Around five million people could claim backdated holiday pay after a tribunal ruled that overtime should be taken into account when annual leave is calculated.
The Employment Appeal Tribunal decision paves the way for possible payouts worth thousands of pounds to workers who do voluntary overtime, according to the Unite union.
But companies warned they face a multibillion-pound bill which could put some out of business, as some voiced fears of cancelled pay rises and redundancies.
The Employment Appeal Tribunal ruled on two cases relating to the UK’s interpretation of the Working Time Directive, including one involving electricians, scaffolders and semi-skilled operatives who worked on a project at the West Burton power station site in Nottinghamshire.
Unite said the workers consistently worked overtime, but that was not included in holiday pay, meaning they received “considerably less” pay when on holiday compared to when they were working.

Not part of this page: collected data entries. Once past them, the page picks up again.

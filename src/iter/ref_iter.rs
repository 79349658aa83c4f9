use std::ops::RangeInclusive;

use crate::node::Node;

/// An in-order walk of a subtree, yielding every [`Node`] in ascending interval
/// order.
///
/// The stack never holds more than one node per tree level.
#[derive(Debug)]
pub(crate) struct RefIter<'a, R, V> {
    stack: Vec<&'a Node<R, V>>,
}

impl<'a, R, V> RefIter<'a, R, V> {
    pub(crate) fn new(root: Option<&'a Node<R, V>>) -> Self {
        let mut this = Self {
            stack: Vec::with_capacity(root.map(|v| v.height() as usize).unwrap_or_default()),
        };

        // Descend down the left side of the tree.
        if let Some(root) = root {
            this.push_subtree(root);
        }

        this
    }

    fn push_subtree(&mut self, subtree_root: &'a Node<R, V>) {
        let mut ptr = Some(subtree_root);

        while let Some(v) = ptr {
            self.stack.push(v);
            ptr = v.left();
        }
    }
}

impl<'a, R, V> Iterator for RefIter<'a, R, V> {
    type Item = &'a Node<R, V>;

    fn next(&mut self) -> Option<Self::Item> {
        let v = self.stack.pop()?;

        // Descend down the left side of the right hand child of this node, if
        // any.
        if let Some(right) = v.right() {
            self.push_subtree(right);
        }

        Some(v)
    }
}

/// An iterator of `(interval, value)` references in ascending interval order,
/// returned by [`IntervalMap::iter()`].
///
/// [`IntervalMap::iter()`]: crate::IntervalMap::iter
#[derive(Debug)]
pub struct Iter<'a, R, V> {
    inner: RefIter<'a, R, V>,
    remaining: usize,
}

impl<'a, R, V> Iter<'a, R, V> {
    pub(crate) fn new(root: Option<&'a Node<R, V>>, len: usize) -> Self {
        Self {
            inner: RefIter::new(root),
            remaining: len,
        }
    }
}

impl<'a, R, V> Iterator for Iter<'a, R, V> {
    type Item = (&'a RangeInclusive<R>, &'a V);

    fn next(&mut self) -> Option<Self::Item> {
        let v = self.inner.next()?;
        self.remaining -= 1;
        Some((v.interval().as_range(), v.value()))
    }

    fn size_hint(&self) -> (usize, Option<usize>) {
        (self.remaining, Some(self.remaining))
    }
}

impl<R, V> ExactSizeIterator for Iter<'_, R, V> {}
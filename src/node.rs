use std::{cmp::Ordering, ops::RangeInclusive};

use crate::interval::Interval;

/// An owned, possibly empty, subtree.
pub(crate) type Subtree<R, V> = Option<Box<Node<R, V>>>;

#[derive(Debug, Clone)]
pub(crate) struct Node<R, V> {
    /// Child nodes pointers.
    left: Subtree<R, V>,
    right: Subtree<R, V>,

    /// The node's AVL height.
    ///
    /// A leaf has a height of 1, an absent child a height of 0.
    ///
    /// A u8 holds a maximum value of 255, meaning it can represent the height
    /// of a balanced tree of up to 5.78*10⁷⁶ entries.
    height: u8,

    /// The maximum upper bound of all intervals for the subtree rooted at this
    /// [`Node`].
    subtree_max: R,

    interval: Interval<R>,
    value: V,
}

impl<R, V> Node<R, V> {
    pub(crate) fn new(interval: Interval<R>, value: V) -> Self
    where
        R: Clone,
    {
        Self {
            subtree_max: interval.end().clone(),
            interval,
            value,
            left: None,
            right: None,
            height: 1,
        }
    }

    /// Construct a [`Node`] over two already well-formed subtrees, computing
    /// the augmented height and subtree max from them.
    pub(crate) fn with_children(
        interval: Interval<R>,
        value: V,
        left: Option<Box<Self>>,
        right: Option<Box<Self>>,
    ) -> Self
    where
        R: Ord + Clone,
    {
        let mut n = Self::new(interval, value);
        n.left = left;
        n.right = right;
        update_augment(&mut n);
        n
    }

    /// Insert `value` under `interval` into the subtree rooted at `self`,
    /// returning the previous value if the interval was already present.
    pub(crate) fn insert(self: &mut Box<Self>, interval: Interval<R>, value: V) -> Option<V>
    where
        R: Ord + Clone,
    {
        let child = match interval.cmp(&self.interval) {
            Ordering::Less => &mut self.left,
            Ordering::Equal => {
                return Some(std::mem::replace(&mut self.value, value));
            }
            Ordering::Greater => &mut self.right,
        };

        let replaced = match child {
            Some(v) => v.insert(interval, value),
            None => {
                // Insert the value as a new immediate descendent of self.
                *child = Some(Box::new(Self::new(interval, value)));

                // A single new leaf below self changes the height difference
                // by at most 1 in its direction, which cannot unbalance self.
                //
                // Update this node and skip the rebalancing checks.
                update_augment(self);
                return None;
            }
        };

        if replaced.is_some() {
            // The tree structure has not been modified, so it does not require
            // rebalancing.
            return replaced;
        }

        rebalance(self);
        None
    }

    pub(crate) fn get(&self, range: &RangeInclusive<R>) -> Option<&V>
    where
        R: Ord,
    {
        let node = match self.interval.cmp_range(range) {
            Ordering::Greater => self.left(),
            Ordering::Equal => return Some(&self.value),
            Ordering::Less => self.right(),
        }?;

        // Prune this subtree from the search if the maximum upper bound in the
        // subtree is less than the search upper bound. If true, this subtree
        // cannot contain the search range.
        if node.subtree_max() < range.end() {
            return None;
        }

        node.get(range)
    }

    pub(crate) fn get_mut(&mut self, range: &RangeInclusive<R>) -> Option<&mut V>
    where
        R: Ord,
    {
        let node = match self.interval.cmp_range(range) {
            Ordering::Greater => self.left.as_deref_mut(),
            Ordering::Equal => return Some(&mut self.value),
            Ordering::Less => self.right.as_deref_mut(),
        }?;

        if node.subtree_max() < range.end() {
            return None;
        }

        node.get_mut(range)
    }

    /// Returns true if any interval in the subtree rooted at `self` overlaps
    /// `query`.
    ///
    /// Walks a single root-to-leaf path: the left subtree is only taken when
    /// it holds an interval ending at or after `query.start()`. If nothing
    /// there overlaps, every such interval starts after `query.end()`, and so
    /// does everything to the right of it.
    pub(crate) fn has_overlap(&self, query: &RangeInclusive<R>) -> bool
    where
        R: Ord,
    {
        let mut ptr = Some(self);

        while let Some(n) = ptr {
            if n.subtree_max() < query.start() {
                return false;
            }

            if n.interval.overlaps(query) {
                return true;
            }

            ptr = match n.left() {
                Some(l) if l.subtree_max() >= query.start() => Some(l),
                _ => n.right(),
            };
        }

        false
    }

    /// Return the value of one interval containing `point`, if any.
    ///
    /// Which interval is chosen when several contain `point` is unspecified.
    pub(crate) fn stab(&self, point: &R) -> Option<&V>
    where
        R: Ord,
    {
        let mut ptr = Some(self);

        while let Some(n) = ptr {
            if n.subtree_max() < point {
                return None;
            }

            if point < n.interval.start() {
                // Every interval to the right starts after the point.
                ptr = n.left();
                continue;
            }

            if point <= n.interval.end() {
                return Some(&n.value);
            }

            ptr = match n.left() {
                Some(l) if l.subtree_max() >= point => Some(l),
                _ => n.right(),
            };
        }

        None
    }

    pub(crate) fn value(&self) -> &V {
        &self.value
    }

    pub(crate) fn interval(&self) -> &Interval<R> {
        &self.interval
    }

    pub(crate) fn subtree_max(&self) -> &R {
        &self.subtree_max
    }

    pub(crate) fn height(&self) -> u8 {
        self.height
    }

    pub(crate) fn left(&self) -> Option<&Self> {
        self.left.as_deref()
    }

    pub(crate) fn right(&self) -> Option<&Self> {
        self.right.as_deref()
    }

    /// Remove the left child, if any.
    pub(crate) fn take_left(&mut self) -> Option<Box<Self>> {
        self.left.take()
    }

    /// Remove the right child, if any.
    pub(crate) fn take_right(&mut self) -> Option<Box<Self>> {
        self.right.take()
    }

    /// Explode this [`Node`] into the [`RangeInclusive`] and value `V` it
    /// contains.
    pub(crate) fn into_tuple(self) -> (RangeInclusive<R>, V) {
        (self.interval.into_range(), self.value)
    }
}

pub(crate) fn height<R, V>(n: Option<&Node<R, V>>) -> u8 {
    n.map(|v| v.height()).unwrap_or_default()
}

/// Recompute the height and subtree max of `n` from its (already correct)
/// children.
fn update_augment<R, V>(n: &mut Node<R, V>)
where
    R: Ord + Clone,
{
    n.height = 1 + height(n.left()).max(height(n.right()));

    let mut max = n.interval.end();
    for child in [n.left(), n.right()].into_iter().flatten() {
        max = std::cmp::max(max, child.subtree_max());
    }
    n.subtree_max = max.clone();
}

/// Compute the "balance factor" of the subtree rooted at `n`.
///
/// Returns the subtree height skew / magnitude, which is a positive number when
/// left heavy, and a negative number when right heavy.
fn balance<R, V>(n: &Node<R, V>) -> i8 {
    // Correctness: the height is a u8, the maximal value of which fits in an
    // i16 without truncation or sign inversion.
    (height(n.left()) as i16 - height(n.right()) as i16) as i8
}

/// Left rotate the given subtree rooted at `x` around the pivot point `P`.
///
/// ```text
///
///      x
///     / \                               P
///    1   P         Rotate Left        /   \
///       / \      --------------->    x     y
///      2   y                        / \   / \
///         / \                      1   2 3   4
///        3   4
/// ```
///
/// A no-op if `x` has no right child.
fn rotate_left<R, V>(x: &mut Box<Node<R, V>>)
where
    R: Ord + Clone,
{
    let Some(mut p) = x.right.take() else {
        return;
    };
    std::mem::swap(x, &mut p);

    p.right = x.left.take();
    update_augment(&mut p);

    x.left = Some(p);
    update_augment(x);
}

/// Right rotate the given subtree rooted at `y` around the pivot point `P`.
///
/// ```text
///          y
///         / \                           P
///        P   4     Rotate Right       /   \
///       / \      --------------->    x     y
///      x   3                        / \   / \
///     / \                          1   2 3   4
///    1   2
/// ```
///
/// A no-op if `y` has no left child.
fn rotate_right<R, V>(y: &mut Box<Node<R, V>>)
where
    R: Ord + Clone,
{
    let Some(mut p) = y.left.take() else {
        return;
    };
    std::mem::swap(y, &mut p);

    p.left = y.right.take();
    update_augment(&mut p);

    y.right = Some(p);
    update_augment(y);
}

/// Re-augment `n` and restore the AVL balance of the subtree rooted at it
/// after a single-level change in one of its children.
fn rebalance<R, V>(n: &mut Box<Node<R, V>>)
where
    R: Ord + Clone,
{
    update_augment(n);

    match balance(n) {
        // Left-heavy
        2.. => {
            if let Some(l) = n.left.as_mut() {
                if balance(l) < 0 {
                    // Left-right
                    rotate_left(l);
                }
            }
            rotate_right(n);
        }
        // Right-heavy
        ..=-2 => {
            if let Some(r) = n.right.as_mut() {
                if balance(r) > 0 {
                    // Right-left
                    rotate_right(r);
                }
            }
            rotate_left(n);
        }
        _ => { /* balanced */ }
    }

    // Invariant: the absolute difference between tree heights ("balance
    // factor") cannot exceed 1.
    debug_assert!(balance(n).abs() <= 1);
}

/// Detach the minimum node of the subtree rooted at `root`.
///
/// Returns the detached node (with no children) and what remains of the
/// subtree, rebalanced along the left edge.
fn take_min<R, V>(mut root: Box<Node<R, V>>) -> (Box<Node<R, V>>, Subtree<R, V>)
where
    R: Ord + Clone,
{
    match root.left.take() {
        Some(left) => {
            let (min, rest) = take_min(left);
            root.left = rest;
            rebalance(&mut root);
            (min, Some(root))
        }
        None => {
            // The left-most node. Its right subtree (if any) takes its place.
            let rest = root.right.take();
            (root, rest)
        }
    }
}

/// Remove `range` from the subtree held in `slot`, returning the value it
/// mapped to.
///
/// Returns [`None`] and leaves the subtree untouched if `range` is not found.
/// Otherwise every node on the path to the removed key is re-augmented and
/// rebalanced on the way back up.
pub(crate) fn remove_recurse<R, V>(
    slot: &mut Subtree<R, V>,
    range: &RangeInclusive<R>,
) -> Option<V>
where
    R: Ord + Clone,
{
    let node = slot.as_mut()?;

    // Prune this subtree from the search if the maximum upper bound in the
    // subtree is less than the search upper bound. If true, this subtree
    // cannot contain the search range.
    if node.subtree_max() < range.end() {
        return None;
    }

    match node.interval.cmp_range(range) {
        Ordering::Greater => {
            let v = remove_recurse(&mut node.left, range)?;
            rebalance(node);
            return Some(v);
        }
        Ordering::Less => {
            let v = remove_recurse(&mut node.right, range)?;
            rebalance(node);
            return Some(v);
        }
        Ordering::Equal => { /* This node holds the key to be removed */ }
    }

    let mut node = slot.take()?;
    debug_assert!(node.interval == *range);

    let value = match (node.left.take(), node.right.take()) {
        (Some(left), Some(right)) => {
            // Two children: the in-order successor (the minimum of the right
            // subtree) moves its payload into this node, and its own slot is
            // unlinked from the right subtree.
            let (successor, rest) = take_min(right);
            debug_assert!(successor.left.is_none());
            debug_assert!(successor.right.is_none());

            let Node {
                interval, value, ..
            } = *successor;

            node.left = Some(left);
            node.right = rest;
            node.interval = interval;
            let old = std::mem::replace(&mut node.value, value);

            rebalance(&mut node);
            *slot = Some(node);
            old
        }
        (left, right) => {
            // Zero or one child: splice the child (if any) into this slot.
            *slot = left.or(right);
            let Node { value, .. } = *node;
            value
        }
    };

    Some(value)
}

Unite executive director for legal, membership and affiliated services, Howard Beckett said: “Up until now some workers who are required to do overtime have been penalised for taking the time off they are entitled to. This ruling not only secures justice for our members who were short changed, but means employers have got to get their house in order.
“Employers will now have to include overtime in calculating holiday pay, and those that don’t should be under no illusion that Unite will fight to ensure that our members receive their full entitlement.
Paul Kenny, general secretary of the GMB union, said: “This win in the Employment Appeal Tribunal clarifies that overtime should be included in the calculation of holiday pay. For many workers, overtime, shift payments, unsociable hours payments and other allowances were excluded when they should be included.
Around five million people could be entitled to claim additional pay
“GMB is asking members who did not get the same pay during holiday as during the rest of the year to contact the union so that we can assess and take forward their claims.”
Many celebrated the news on Twitter:
But others feared that the potential backdated bills could lead to redundancies, or cancelled pay rises.
Skeptics branded the worries “hysteria” and said any successfully-won payments would not have much impact.
The news came as a study found that long-term shift work can age your brain. Working shifts over a decade makes you lose brain function of an amount equivalent to getting 6.5 years of older, Sky News reported.